Gourmet Kagawa

A Souvenir from Kagawa: Nostalgic Iriko Brings Back Childhood Memories…

‘Writer baton’ is a project whereby photo-writers from each of the 7 prefectures that surround the Seto Inland Sea send each other their particular prefecture’s specialties. Yours truly who lives in Ehime received a package from Ms. Yumi Kobayashi, our photo-writer from Kagawa prefecure.

When talking about Kagawa… there can only be
that one thing, right? I’m excited as I open the package from Ms. Kobayashi and… Oh? It’s not that one thing I expected. “These are… iriko (dried Japanese anchovies) !”

On the shores of the Seto Inland Sea, since olden times iriko anchovies have been the staple fish used for broths. However, the name “iriko” is used mainly in west Japan. When I was a small girl, I used to sit by my mom when she was removing the guts of anchovies. I ate the dried sardines as a snack, which is why to me, iriko have a very nostalgic flavor.

These dried anchovies are made using superior quality fish from the Seto Inland Sea’s Hiuchi offing. Made using labor intensive traditional methods, and apparently gutted one at a time, they are a rare product in our day and age.

Awarded the 2010 Kagawa prefecture product concour’s prefectural governor’s prize (the highest award), in the photograph above you can see “Pari pari baisen iriko”, as well as  Misopari”, which is dried anchovy seasoned with miso powder, dried sardine furikake (dried food sprinkled on rice) and “Yamakuni no irikodashi tsuyu“(sauce that includes broth made from dried anchovies).

With this kind of iriko assortment, I can only think of
that one thing to make! And so, I used this souvenir from Ms. Kobayashi to cook udon noodles.

First, I put the sardines in cold water and slowly warm it up to make the broth. I’ve been so busy lately that I haven’t made any iriko broth in a while, so my children come by to watch.

While the udon noodles are boiling, I make some rice balls with the dried sardine furikake. With all this iriko we surely won’t be lacking in calcium!

I add some tsuyu sauce to the broth I made from iriko and the soup is finished! I add sumaki, an Imabari specialty, which is a kind of kamaboko (steamed fish paste) wrapped in straw.

Actually, my birth home made and sold kamaboko… Look at the iriko udon noodles and iriko rice balls in the photograph below and you can see a collaboration between Kagawa and Ehime. 🙂

I was just about to eat when my two children jumped in saying they wanted some, too, so we all ate together. “So good! Delicious!” My son monopolized the bowl in the end.
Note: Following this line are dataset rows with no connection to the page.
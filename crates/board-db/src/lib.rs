//! # board-db
//!
//! Database layer implementing the feedback repository with PostgreSQL via SQLx.
//!
//! ## Usage
//!
//! ```rust,ignore
//! use board_db::{create_pool, run_migrations, DatabaseConfig, PgFeedbackRepository};
//! use board_core::FeedbackRepository;
//!
//! async fn example(config: &board_common::DatabaseConfig) -> Result<(), sqlx::Error> {
//!     let pool = create_pool(&DatabaseConfig::from(config)).await?;
//!     run_migrations(&pool).await?;
//!     let repo = PgFeedbackRepository::new(pool);
//!     let latest = repo.recent(12).await;
//!     Ok(())
//! }
//! ```

pub mod mappers;
pub mod models;
pub mod pool;
pub mod repositories;

// Re-export commonly used types
pub use pool::{create_pool, create_lazy_pool, run_migrations, DatabaseConfig, PgPool};
pub use repositories::PgFeedbackRepository;
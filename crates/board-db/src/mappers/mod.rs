//! Entity <-> model mappers

mod feedback;

pub use feedback::FeedbackInsert;
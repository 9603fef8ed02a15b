//! Cancellable push subscription
//!
//! The consumer side is a [`Stream`] of records. Cancelling is idempotent,
//! happens on drop, and stops the producer task at its next await point.

use board_core::Feedback;
use futures::Stream;
use std::pin::Pin;
use std::sync::Arc;
use std::task::{Context, Poll};
use tokio::sync::{mpsc, watch};

/// Records buffered between the transport task and the consumer
const SUBSCRIPTION_BUFFER: usize = 256;

/// Consumer side: a stream of newly inserted records
pub struct Subscription {
    receiver: mpsc::Receiver<Feedback>,
    handle: SubscriptionHandle,
}

/// Cloneable handle that cancels a [`Subscription`] from anywhere
#[derive(Clone)]
pub struct SubscriptionHandle {
    cancel: Arc<watch::Sender<bool>>,
}

/// Producer side, owned by whatever feeds the subscription
#[derive(Clone)]
pub struct SubscriptionSink {
    sender: mpsc::Sender<Feedback>,
    cancelled: watch::Receiver<bool>,
}

impl Subscription {
    /// Create a connected subscription/sink pair
    pub fn channel() -> (Self, SubscriptionSink) {
        let (sender, receiver) = mpsc::channel(SUBSCRIPTION_BUFFER);
        let (cancel, cancelled) = watch::channel(false);

        let subscription = Self {
            receiver,
            handle: SubscriptionHandle {
                cancel: Arc::new(cancel),
            },
        };
        (subscription, SubscriptionSink { sender, cancelled })
    }

    /// Handle for cancelling this subscription without owning the stream
    pub fn handle(&self) -> SubscriptionHandle {
        self.handle.clone()
    }

    /// Stop delivery; safe to call any number of times
    pub fn unsubscribe(&mut self) {
        self.handle.unsubscribe();
        self.receiver.close();
    }

    pub fn is_closed(&self) -> bool {
        self.handle.is_closed()
    }
}

impl Stream for Subscription {
    type Item = Feedback;

    fn poll_next(mut self: Pin<&mut Self>, cx: &mut Context<'_>) -> Poll<Option<Self::Item>> {
        if self.handle.is_closed() {
            return Poll::Ready(None);
        }
        self.receiver.poll_recv(cx)
    }
}

impl Drop for Subscription {
    fn drop(&mut self) {
        self.handle.unsubscribe();
    }
}

impl std::fmt::Debug for Subscription {
    fn fmt(&self, f: &mut std::fmt::Formatter<'_>) -> std::fmt::Result {
        f.debug_struct("Subscription")
            .field("closed", &self.is_closed())
            .finish()
    }
}

impl SubscriptionHandle {
    /// Cancel the subscription; later calls are no-ops
    pub fn unsubscribe(&self) {
        if !self.cancel.send_replace(true) {
            tracing::debug!("Subscription cancelled");
        }
    }

    pub fn is_closed(&self) -> bool {
        *self.cancel.borrow()
    }
}

impl SubscriptionSink {
    /// Deliver a record; `false` once the consumer has gone away
    pub async fn send(&self, feedback: Feedback) -> bool {
        if self.is_cancelled() {
            return false;
        }
        self.sender.send(feedback).await.is_ok()
    }

    /// Non-blocking delivery; drops the record when the buffer is full
    pub fn try_send(&self, feedback: Feedback) -> bool {
        if self.is_cancelled() {
            return false;
        }
        match self.sender.try_send(feedback) {
            Ok(()) => true,
            Err(mpsc::error::TrySendError::Full(dropped)) => {
                tracing::warn!(id = %dropped.id, "Subscriber buffer full, dropping record");
                true
            }
            Err(mpsc::error::TrySendError::Closed(_)) => false,
        }
    }

    pub fn is_cancelled(&self) -> bool {
        *self.cancelled.borrow() || self.sender.is_closed()
    }

    /// Resolves once the subscription is cancelled or dropped
    pub async fn cancelled(&self) {
        let mut cancelled = self.cancelled.clone();
        while !*cancelled.borrow_and_update() {
            if cancelled.changed().await.is_err() {
                return;
            }
        }
    }
}
//! Value objects - immutable types that represent domain concepts

mod comment;
mod rating;
mod snowflake;

pub use comment::{CommentPolicy, PRESET_COMMENTS};
pub use rating::{fallback_glyph, InvalidRating, Rating};
pub use snowflake::{Snowflake, SnowflakeGenerator, SnowflakeParseError};

/// Number of records kept in a board's display window
pub const DEFAULT_WINDOW_SIZE: usize = 12;

/// Default upper bound on records returned by one recent-feedback read
pub const MAX_PAGE_SIZE: usize = 50;
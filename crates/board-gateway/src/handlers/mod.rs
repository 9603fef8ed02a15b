//! Op code handlers
//!
//! Decodes frames sent by boards and handles them by operation code.

mod error;
mod heartbeat;

pub use error::{HandlerError, HandlerResult};
pub use heartbeat::HeartbeatHandler;

use crate::connection::Connection;
use board_common::protocol::{GatewayMessage, OpCode};
use serde_json::Value;

/// Dispatch incoming client messages to appropriate handlers
pub struct MessageDispatcher;

impl MessageDispatcher {
    /// Decode a text frame into a client message
    ///
    /// Malformed JSON (or a frame without a numeric `op`) is a decode error;
    /// a well-formed frame carrying an op boards may not send is an
    /// unknown-opcode error.
    pub fn decode(text: &str) -> HandlerResult<GatewayMessage> {
        let value: Value = serde_json::from_str(text)?;

        let op = value
            .get("op")
            .and_then(Value::as_u64)
            .ok_or_else(|| HandlerError::Decode("missing numeric op".to_string()))?;

        let op_code = u8::try_from(op)
            .ok()
            .and_then(OpCode::from_u8)
            .filter(|code| code.is_client_op())
            .ok_or(HandlerError::UnknownOpcode(op))?;

        let message: GatewayMessage = serde_json::from_value(value)
            .map_err(|e| HandlerError::InvalidPayload(format!("{op_code}: {e}")))?;

        Ok(message)
    }

    /// Handle an incoming client message, returning an optional direct reply
    pub fn dispatch(
        connection: &Connection,
        message: &GatewayMessage,
    ) -> HandlerResult<Option<GatewayMessage>> {
        match message.op {
            OpCode::Heartbeat => {
                let seq = message.as_heartbeat_seq().ok_or_else(|| {
                    HandlerError::InvalidPayload("Invalid Heartbeat payload".to_string())
                })?;

                HeartbeatHandler::handle(connection, seq)
            }
            // decode() never lets server ops through
            op => {
                tracing::error!(op = %op, "Unhandled client op code");
                Err(HandlerError::UnknownOpcode(u64::from(op.as_u8())))
            }
        }
    }
}
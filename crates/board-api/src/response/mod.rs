//! Response types and error handling for API endpoints
//!
//! Every failure is rendered as an [`ErrorResponse`] body:
//! `{ "code": "...", "message": "...", "details"?: {...} }`.

use axum::{
    http::StatusCode,
    response::{IntoResponse, Response},
    Json,
};
use board_common::{AppError, ErrorResponse};
use board_core::DomainError;
use board_service::ServiceError;
use thiserror::Error;
use tracing::error;
use validator::ValidationErrors;

/// API error type for consistent error responses
#[derive(Debug, Error)]
pub enum ApiError {
    #[error("{0}")]
    App(#[from] AppError),

    #[error("{0}")]
    Service(#[from] ServiceError),

    #[error("{0}")]
    Domain(#[from] DomainError),

    #[error("Validation failed")]
    Validation(#[from] ValidationErrors),

    #[error("Invalid request body: {0}")]
    InvalidBody(String),

    #[error("Invalid query parameter: {0}")]
    InvalidQuery(String),

    #[error("Internal server error")]
    Internal(#[source] anyhow::Error),
}

impl ApiError {
    /// Get HTTP status code for this error
    #[must_use]
    pub fn status_code(&self) -> StatusCode {
        match self {
            Self::App(e) => StatusCode::from_u16(e.status_code())
                .unwrap_or(StatusCode::INTERNAL_SERVER_ERROR),
            Self::Service(e) => StatusCode::from_u16(e.status_code())
                .unwrap_or(StatusCode::INTERNAL_SERVER_ERROR),
            Self::Domain(e) => {
                if e.is_validation() {
                    StatusCode::BAD_REQUEST
                } else if e.is_conflict() {
                    StatusCode::CONFLICT
                } else {
                    StatusCode::INTERNAL_SERVER_ERROR
                }
            }
            Self::Validation(_) | Self::InvalidBody(_) | Self::InvalidQuery(_) => {
                StatusCode::BAD_REQUEST
            }
            Self::Internal(_) => StatusCode::INTERNAL_SERVER_ERROR,
        }
    }

    /// Get error code for API responses
    #[must_use]
    pub fn error_code(&self) -> &str {
        match self {
            Self::App(e) => e.error_code(),
            Self::Service(e) => e.error_code(),
            Self::Domain(e) => e.code(),
            Self::Validation(_) => "VALIDATION_ERROR",
            Self::InvalidBody(_) => "INVALID_BODY",
            Self::InvalidQuery(_) => "INVALID_QUERY_PARAMETER",
            Self::Internal(_) => "INTERNAL_ERROR",
        }
    }

    /// Create an internal error from any error
    pub fn internal(err: impl Into<anyhow::Error>) -> Self {
        Self::Internal(err.into())
    }

    /// Create an invalid body error
    pub fn invalid_body(msg: impl Into<String>) -> Self {
        Self::InvalidBody(msg.into())
    }

    /// Create an invalid query error
    pub fn invalid_query(msg: impl Into<String>) -> Self {
        Self::InvalidQuery(msg.into())
    }

    fn details(&self) -> Option<serde_json::Value> {
        match self {
            Self::Validation(errors) => serde_json::to_value(errors).ok(),
            Self::Service(e) => e.details(),
            _ => None,
        }
    }

    /// Build the response body; server-side detail stays in the logs
    pub fn to_body(&self) -> ErrorResponse {
        let message = if self.status_code().is_server_error() {
            "Internal server error".to_string()
        } else {
            self.to_string()
        };

        let body = ErrorResponse::new(self.error_code(), message);
        match self.details() {
            Some(details) => body.with_details(details),
            None => body,
        }
    }
}

impl IntoResponse for ApiError {
    fn into_response(self) -> Response {
        let status = self.status_code();

        if status.is_server_error() {
            error!(error = ?self, "Server error occurred");
        }

        (status, Json(self.to_body())).into_response()
    }
}

/// Type alias for API results
pub type ApiResult<T> = Result<T, ApiError>;

/// Created response (201) with JSON body
pub struct Created<T>(pub T);

impl<T: IntoResponse> IntoResponse for Created<T> {
    fn into_response(self) -> Response {
        let mut response = self.0.into_response();
        *response.status_mut() = StatusCode::CREATED;
        response
    }
}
“Pari pari beisen iriko” and “Misopari” are delicious even eaten as is. While my son is finishing the noodle dish, I munch on the dried anchovies while reminiscing about my childhood.

Once you start, you just can’t stop. Before I realize, I’ve eaten nearly all of them!

Thanks for these delicacies goes to Ms. Kobayashi. 🙂

When I saw the iriko, it brought back many happy childhood memories and made me feel nostalgic. And they were really delicious, too!

Next off is Mr. Fujimoto from Yamaguchi… I wonder what I should send him??